Detection of bovine whey proteins by on-column derivatization capillary electrophoresis with laser-induced fluorescence monitoring

Abstract

1-Anilinonaphthalene-8-sulfonic acid (1,8-ANS), 4,4′-dianilino-1,1′-binaphthyl-5,5′-disulfonic acid (bis-ANS) and 2-( p-toluidino)naphthalene-6-sulfonic acid (2,6-TNS) were evaluated as additives in different buffers for the detection of bovine whey proteins using laser-induced fluorescence (LIF) monitoring in capillary electrophoresis (CE). These N-arylaminonaphthalene sulfonates furnish a large fluorescence emission when associated to some proteins whereas their emission in aqueous buffers, such as those used in CE separations, is very small. To select the best detection conditions, the fluorescence of these probes was first compared using experiments carried out in a fluorescence spectrophotometer.
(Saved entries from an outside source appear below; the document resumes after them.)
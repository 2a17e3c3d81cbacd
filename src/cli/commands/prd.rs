//! `relief prd` command - Product catalog

use clap::Subcommand;
use miette::Result;

use crate::cli::helpers::{print_created, print_done, Session};
use crate::cli::table::{print_count, print_list, print_one};
use crate::cli::GlobalOpts;
use crate::core::identity::EntityId;
use crate::entities::Product;

#[derive(Subcommand, Debug)]
pub enum PrdCommands {
    /// Add a product to the catalog
    New(NewArgs),

    /// List products, optionally filtered
    List(ListArgs),

    /// Show a product's details
    Show(IdArgs),

    /// Replace a product's fields
    Edit(EditArgs),

    /// Delete a product (links referencing it are kept)
    Rm(IdArgs),
}

#[derive(clap::Args, Debug)]
pub struct NewArgs {
    /// Product name (required)
    #[arg(long, short = 'n')]
    pub name: String,

    #[arg(long, short = 'd')]
    pub description: Option<String>,

    /// Unit of measure (e.g. kg, box, unit)
    #[arg(long, short = 'u')]
    pub unit: Option<String>,

    /// Refuse if a product with exactly this name already exists
    #[arg(long)]
    pub unique: bool,
}

#[derive(clap::Args, Debug)]
pub struct ListArgs {
    /// Name contains (case-insensitive)
    #[arg(long, short = 'n', conflicts_with = "unit")]
    pub name: Option<String>,

    /// Exact unit
    #[arg(long, short = 'u')]
    pub unit: Option<String>,

    /// Show only count
    #[arg(long)]
    pub count: bool,
}

/// Full-field update: omitted optional fields are cleared
#[derive(clap::Args, Debug)]
pub struct EditArgs {
    /// Product ID (PRD-...)
    pub id: EntityId,

    #[arg(long, short = 'n')]
    pub name: String,

    #[arg(long, short = 'd')]
    pub description: Option<String>,

    #[arg(long, short = 'u')]
    pub unit: Option<String>,
}

#[derive(clap::Args, Debug)]
pub struct IdArgs {
    /// Product ID (PRD-...)
    pub id: EntityId,
}

/// Run a product subcommand
pub fn run(cmd: PrdCommands, mut session: Session, global: &GlobalOpts) -> Result<()> {
    match cmd {
        PrdCommands::New(args) => {
            let mut product = Product::new(args.name);
            if let Some(description) = args.description {
                product = product.with_description(description);
            }
            if let Some(unit) = args.unit {
                product = product.with_unit(unit);
            }
            if args.unique {
                session.store.insert_unique_product(&product)?;
            } else {
                session.store.insert(&product)?;
            }
            print_created(global, "product", &product.id, &product.name);
            Ok(())
        }
        PrdCommands::List(args) => {
            let products = if let Some(unit) = &args.unit {
                session.store.products_by_unit(unit)?
            } else if let Some(name) = &args.name {
                session.store.products_by_name(name)?
            } else {
                session.store.list::<Product>()?
            };
            if args.count {
                return print_count("count", products.len() as i64, global);
            }
            print_list(&products, global, "product(s)")
        }
        PrdCommands::Show(args) => {
            let product = session.store.get::<Product>(&args.id)?;
            print_one(&product, global)
        }
        PrdCommands::Edit(args) => {
            let product = Product {
                id: args.id,
                name: args.name,
                description: args.description,
                unit: args.unit,
            };
            session.store.update(&product)?;
            print_done(global, format!("Updated product {}", product.id));
            Ok(())
        }
        PrdCommands::Rm(args) => {
            session.store.delete::<Product>(&args.id)?;
            print_done(global, format!("Deleted product {}", args.id));
            Ok(())
        }
    }
}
Using bovine serum albumin (BSA) as a model protein, it was demonstrated that 2-( N-cyclohexylamino)ethanesulfonic acid (CHES) buffer (pH 8 and pH 10.2) and the fluorescent probe 2,6-TNS gave rise to the highest increase in fluorescence for BSA. When the composition of these separation buffers was optimized for the electrophoretic separations, CHES buffer, pH 10.2 was chosen as the most suitable buffer to detect bovine whey proteins. The limit of detection obtained for some whey proteins in CE separations was about 6·10 −8 M for BSA, 3·10 −7 M for β-lactoglobulin A (β-LGA), 3·10 −7 M for β-lactoglobulin B (β-LGB), and 3·10 −6 M for α-lactalbumin (α-LA). These detection limits were compared to those achieved using UV detection under the same separation conditions. The results showed that the detection limits of BSA, β-LGA and β-LGB were twice as good using LIF than with UV detection. However, the limit of detection for α-LA was better when UV was used. The applicability of LIF detection to CE separation of whey proteins in bovine milk samples was also demonstrated.